BEGIN SUPPLIED INFORMATION

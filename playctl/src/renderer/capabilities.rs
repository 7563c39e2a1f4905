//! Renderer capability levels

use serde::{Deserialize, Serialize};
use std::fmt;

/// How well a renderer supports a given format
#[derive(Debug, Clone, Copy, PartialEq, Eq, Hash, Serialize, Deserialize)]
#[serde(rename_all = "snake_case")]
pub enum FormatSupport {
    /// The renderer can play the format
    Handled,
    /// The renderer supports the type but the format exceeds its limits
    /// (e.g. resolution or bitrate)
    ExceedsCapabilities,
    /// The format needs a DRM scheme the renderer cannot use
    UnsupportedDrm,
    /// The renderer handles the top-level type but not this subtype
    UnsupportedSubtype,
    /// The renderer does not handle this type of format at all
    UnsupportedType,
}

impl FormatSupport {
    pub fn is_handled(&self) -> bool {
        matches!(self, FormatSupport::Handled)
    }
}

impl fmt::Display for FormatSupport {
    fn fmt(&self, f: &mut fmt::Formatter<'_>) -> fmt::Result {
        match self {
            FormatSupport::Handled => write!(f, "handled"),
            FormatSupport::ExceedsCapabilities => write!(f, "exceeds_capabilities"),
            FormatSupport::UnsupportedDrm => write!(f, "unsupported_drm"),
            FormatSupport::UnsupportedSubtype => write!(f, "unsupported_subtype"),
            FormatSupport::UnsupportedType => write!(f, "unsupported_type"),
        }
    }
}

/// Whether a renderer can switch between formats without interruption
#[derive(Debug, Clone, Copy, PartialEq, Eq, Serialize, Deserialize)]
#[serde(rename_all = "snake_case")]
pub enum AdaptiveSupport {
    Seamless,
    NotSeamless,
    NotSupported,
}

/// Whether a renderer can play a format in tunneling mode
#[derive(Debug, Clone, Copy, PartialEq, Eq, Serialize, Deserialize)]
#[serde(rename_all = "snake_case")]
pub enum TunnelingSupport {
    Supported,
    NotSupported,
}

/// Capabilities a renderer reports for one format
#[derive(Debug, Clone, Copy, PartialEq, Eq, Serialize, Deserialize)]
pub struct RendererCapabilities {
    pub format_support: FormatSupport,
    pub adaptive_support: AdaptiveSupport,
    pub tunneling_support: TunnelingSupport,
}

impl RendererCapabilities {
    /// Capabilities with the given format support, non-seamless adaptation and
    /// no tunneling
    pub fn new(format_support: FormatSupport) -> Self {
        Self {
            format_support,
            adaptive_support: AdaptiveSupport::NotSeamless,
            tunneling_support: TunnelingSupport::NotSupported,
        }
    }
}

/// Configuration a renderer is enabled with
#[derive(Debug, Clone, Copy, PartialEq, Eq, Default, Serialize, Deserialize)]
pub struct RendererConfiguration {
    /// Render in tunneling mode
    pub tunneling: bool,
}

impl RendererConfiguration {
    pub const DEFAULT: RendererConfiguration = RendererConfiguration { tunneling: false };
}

END SUPPLIED INFORMATION
BEGIN SUPPLIED INFORMATION

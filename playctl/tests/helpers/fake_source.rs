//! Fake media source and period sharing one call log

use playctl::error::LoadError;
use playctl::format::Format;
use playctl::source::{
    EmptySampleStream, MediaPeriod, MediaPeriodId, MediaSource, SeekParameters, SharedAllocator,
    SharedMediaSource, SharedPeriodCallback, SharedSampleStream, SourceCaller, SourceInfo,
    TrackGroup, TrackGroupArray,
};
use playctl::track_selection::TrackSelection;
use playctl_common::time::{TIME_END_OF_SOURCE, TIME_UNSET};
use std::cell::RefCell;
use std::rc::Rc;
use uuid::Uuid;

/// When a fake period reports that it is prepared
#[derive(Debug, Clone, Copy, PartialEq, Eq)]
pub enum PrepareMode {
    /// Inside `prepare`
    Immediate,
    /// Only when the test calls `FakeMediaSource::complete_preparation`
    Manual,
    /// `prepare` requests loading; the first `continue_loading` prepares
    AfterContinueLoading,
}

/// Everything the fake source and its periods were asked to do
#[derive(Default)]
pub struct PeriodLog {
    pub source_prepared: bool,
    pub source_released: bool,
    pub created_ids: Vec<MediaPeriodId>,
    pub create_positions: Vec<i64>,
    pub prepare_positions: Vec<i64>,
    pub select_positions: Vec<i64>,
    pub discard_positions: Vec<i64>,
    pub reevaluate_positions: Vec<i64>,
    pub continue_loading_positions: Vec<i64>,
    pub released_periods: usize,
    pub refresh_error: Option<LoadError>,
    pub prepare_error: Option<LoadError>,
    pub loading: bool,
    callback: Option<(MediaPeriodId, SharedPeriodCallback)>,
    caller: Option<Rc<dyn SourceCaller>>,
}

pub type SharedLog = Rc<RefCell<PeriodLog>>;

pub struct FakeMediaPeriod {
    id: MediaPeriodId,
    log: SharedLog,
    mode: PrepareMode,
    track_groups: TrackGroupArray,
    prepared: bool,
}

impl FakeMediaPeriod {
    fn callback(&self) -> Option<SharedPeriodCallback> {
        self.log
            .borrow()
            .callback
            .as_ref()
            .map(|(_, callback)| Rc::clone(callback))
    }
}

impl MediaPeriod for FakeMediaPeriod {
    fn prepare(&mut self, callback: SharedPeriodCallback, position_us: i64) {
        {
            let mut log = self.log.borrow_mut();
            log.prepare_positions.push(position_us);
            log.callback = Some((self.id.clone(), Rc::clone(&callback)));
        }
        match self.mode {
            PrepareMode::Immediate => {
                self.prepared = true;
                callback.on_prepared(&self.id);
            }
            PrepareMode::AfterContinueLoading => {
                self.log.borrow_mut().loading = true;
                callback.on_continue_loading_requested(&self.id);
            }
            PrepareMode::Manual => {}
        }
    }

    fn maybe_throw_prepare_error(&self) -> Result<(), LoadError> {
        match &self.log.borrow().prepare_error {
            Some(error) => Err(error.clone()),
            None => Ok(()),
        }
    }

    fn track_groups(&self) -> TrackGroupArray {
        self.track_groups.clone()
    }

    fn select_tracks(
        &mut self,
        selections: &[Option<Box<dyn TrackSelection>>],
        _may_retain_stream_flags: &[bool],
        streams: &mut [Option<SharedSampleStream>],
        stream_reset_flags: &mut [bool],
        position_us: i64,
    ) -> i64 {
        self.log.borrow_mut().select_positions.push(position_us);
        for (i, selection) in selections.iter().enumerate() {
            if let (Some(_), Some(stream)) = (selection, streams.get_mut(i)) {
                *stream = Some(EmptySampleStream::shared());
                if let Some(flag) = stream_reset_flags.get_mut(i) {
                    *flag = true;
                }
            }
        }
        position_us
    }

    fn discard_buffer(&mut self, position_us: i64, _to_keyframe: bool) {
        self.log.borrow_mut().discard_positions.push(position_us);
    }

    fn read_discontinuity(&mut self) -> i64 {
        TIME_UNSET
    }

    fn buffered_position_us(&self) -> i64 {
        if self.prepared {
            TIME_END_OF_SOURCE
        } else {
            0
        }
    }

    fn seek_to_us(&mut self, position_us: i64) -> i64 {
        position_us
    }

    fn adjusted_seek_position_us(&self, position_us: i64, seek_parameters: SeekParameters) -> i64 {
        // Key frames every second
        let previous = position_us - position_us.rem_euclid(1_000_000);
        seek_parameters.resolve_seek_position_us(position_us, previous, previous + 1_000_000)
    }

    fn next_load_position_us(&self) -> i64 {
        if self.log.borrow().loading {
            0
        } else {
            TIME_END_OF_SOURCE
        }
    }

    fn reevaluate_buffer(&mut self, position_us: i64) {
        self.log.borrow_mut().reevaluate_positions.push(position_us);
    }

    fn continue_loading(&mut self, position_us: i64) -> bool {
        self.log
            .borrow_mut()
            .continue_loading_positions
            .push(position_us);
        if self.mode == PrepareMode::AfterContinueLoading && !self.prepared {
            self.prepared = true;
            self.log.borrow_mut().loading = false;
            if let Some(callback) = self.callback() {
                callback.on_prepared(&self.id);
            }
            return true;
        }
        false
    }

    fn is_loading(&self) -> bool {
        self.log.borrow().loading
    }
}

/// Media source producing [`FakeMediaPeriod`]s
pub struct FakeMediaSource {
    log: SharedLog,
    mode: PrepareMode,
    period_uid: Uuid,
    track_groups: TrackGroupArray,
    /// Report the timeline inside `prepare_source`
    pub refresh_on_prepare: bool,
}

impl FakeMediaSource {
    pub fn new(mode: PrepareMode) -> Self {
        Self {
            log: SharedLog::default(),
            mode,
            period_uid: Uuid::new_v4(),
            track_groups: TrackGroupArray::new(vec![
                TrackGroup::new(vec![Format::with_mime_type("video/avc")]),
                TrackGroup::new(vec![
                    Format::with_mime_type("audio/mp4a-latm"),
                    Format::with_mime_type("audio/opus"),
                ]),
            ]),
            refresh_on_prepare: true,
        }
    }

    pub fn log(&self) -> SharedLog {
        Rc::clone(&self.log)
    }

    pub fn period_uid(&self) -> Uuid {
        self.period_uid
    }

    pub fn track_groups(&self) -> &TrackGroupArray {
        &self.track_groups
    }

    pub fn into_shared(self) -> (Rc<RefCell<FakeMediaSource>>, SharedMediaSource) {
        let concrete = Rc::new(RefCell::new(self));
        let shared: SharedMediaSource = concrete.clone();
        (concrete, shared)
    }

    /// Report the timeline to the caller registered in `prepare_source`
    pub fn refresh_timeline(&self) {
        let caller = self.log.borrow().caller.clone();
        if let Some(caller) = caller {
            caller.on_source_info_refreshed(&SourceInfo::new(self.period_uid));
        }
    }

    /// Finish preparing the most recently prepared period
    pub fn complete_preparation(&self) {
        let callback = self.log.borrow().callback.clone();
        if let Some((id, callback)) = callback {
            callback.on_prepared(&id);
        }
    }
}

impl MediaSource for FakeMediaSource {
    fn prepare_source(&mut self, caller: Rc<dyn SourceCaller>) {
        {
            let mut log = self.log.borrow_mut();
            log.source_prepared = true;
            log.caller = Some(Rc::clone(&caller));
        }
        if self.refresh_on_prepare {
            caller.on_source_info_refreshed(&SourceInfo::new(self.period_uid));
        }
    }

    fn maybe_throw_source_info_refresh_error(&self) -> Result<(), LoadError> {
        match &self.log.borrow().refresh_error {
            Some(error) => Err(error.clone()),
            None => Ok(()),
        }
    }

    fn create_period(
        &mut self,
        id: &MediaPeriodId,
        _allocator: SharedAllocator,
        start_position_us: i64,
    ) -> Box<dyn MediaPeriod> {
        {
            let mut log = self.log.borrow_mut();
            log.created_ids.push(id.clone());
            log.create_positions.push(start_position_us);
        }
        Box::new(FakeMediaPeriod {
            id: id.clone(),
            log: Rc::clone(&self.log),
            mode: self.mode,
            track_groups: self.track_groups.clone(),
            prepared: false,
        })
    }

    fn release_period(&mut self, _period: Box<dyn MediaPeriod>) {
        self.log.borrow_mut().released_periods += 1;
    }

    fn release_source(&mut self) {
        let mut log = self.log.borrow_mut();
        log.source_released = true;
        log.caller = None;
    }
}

END SUPPLIED INFORMATION
BEGIN SUPPLIED INFORMATION

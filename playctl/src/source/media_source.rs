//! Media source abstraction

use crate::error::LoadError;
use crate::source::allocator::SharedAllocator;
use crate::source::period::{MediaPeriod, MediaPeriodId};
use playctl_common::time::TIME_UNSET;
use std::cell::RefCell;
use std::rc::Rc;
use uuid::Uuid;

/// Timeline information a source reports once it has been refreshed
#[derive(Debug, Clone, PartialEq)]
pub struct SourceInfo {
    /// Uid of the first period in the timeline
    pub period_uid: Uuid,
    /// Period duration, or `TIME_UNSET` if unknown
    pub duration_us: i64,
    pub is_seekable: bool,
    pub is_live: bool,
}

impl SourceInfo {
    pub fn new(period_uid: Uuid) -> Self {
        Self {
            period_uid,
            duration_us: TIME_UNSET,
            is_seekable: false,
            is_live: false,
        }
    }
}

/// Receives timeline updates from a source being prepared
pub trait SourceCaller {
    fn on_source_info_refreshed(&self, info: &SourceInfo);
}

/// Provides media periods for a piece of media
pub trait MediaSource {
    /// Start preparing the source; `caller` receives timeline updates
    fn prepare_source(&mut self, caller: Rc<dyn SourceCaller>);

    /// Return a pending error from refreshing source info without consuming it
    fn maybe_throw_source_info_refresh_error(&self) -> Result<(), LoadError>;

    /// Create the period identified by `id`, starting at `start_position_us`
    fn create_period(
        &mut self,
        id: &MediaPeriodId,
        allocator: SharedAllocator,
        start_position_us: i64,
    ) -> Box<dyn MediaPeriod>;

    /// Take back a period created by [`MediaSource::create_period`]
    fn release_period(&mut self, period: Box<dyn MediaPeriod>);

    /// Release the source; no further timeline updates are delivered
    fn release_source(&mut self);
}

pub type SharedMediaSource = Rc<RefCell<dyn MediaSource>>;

END SUPPLIED INFORMATION

• **WORK REQUIRED**: Only the lines above from the one with "pub fn new(period_uid: Uuid)" up to and including the one with "pub trait SourceCaller" should be repeated, exactly as written.

• **EXERCISE RESULT**:
    pub fn new(period_uid: Uuid) -> Self {
        Self {
            period_uid,
            duration_us: TIME_UNSET,
            is_seekable: false,
            is_live: false,
        }
    }
}

/// Receives timeline updates from a source being prepared
pub trait SourceCaller {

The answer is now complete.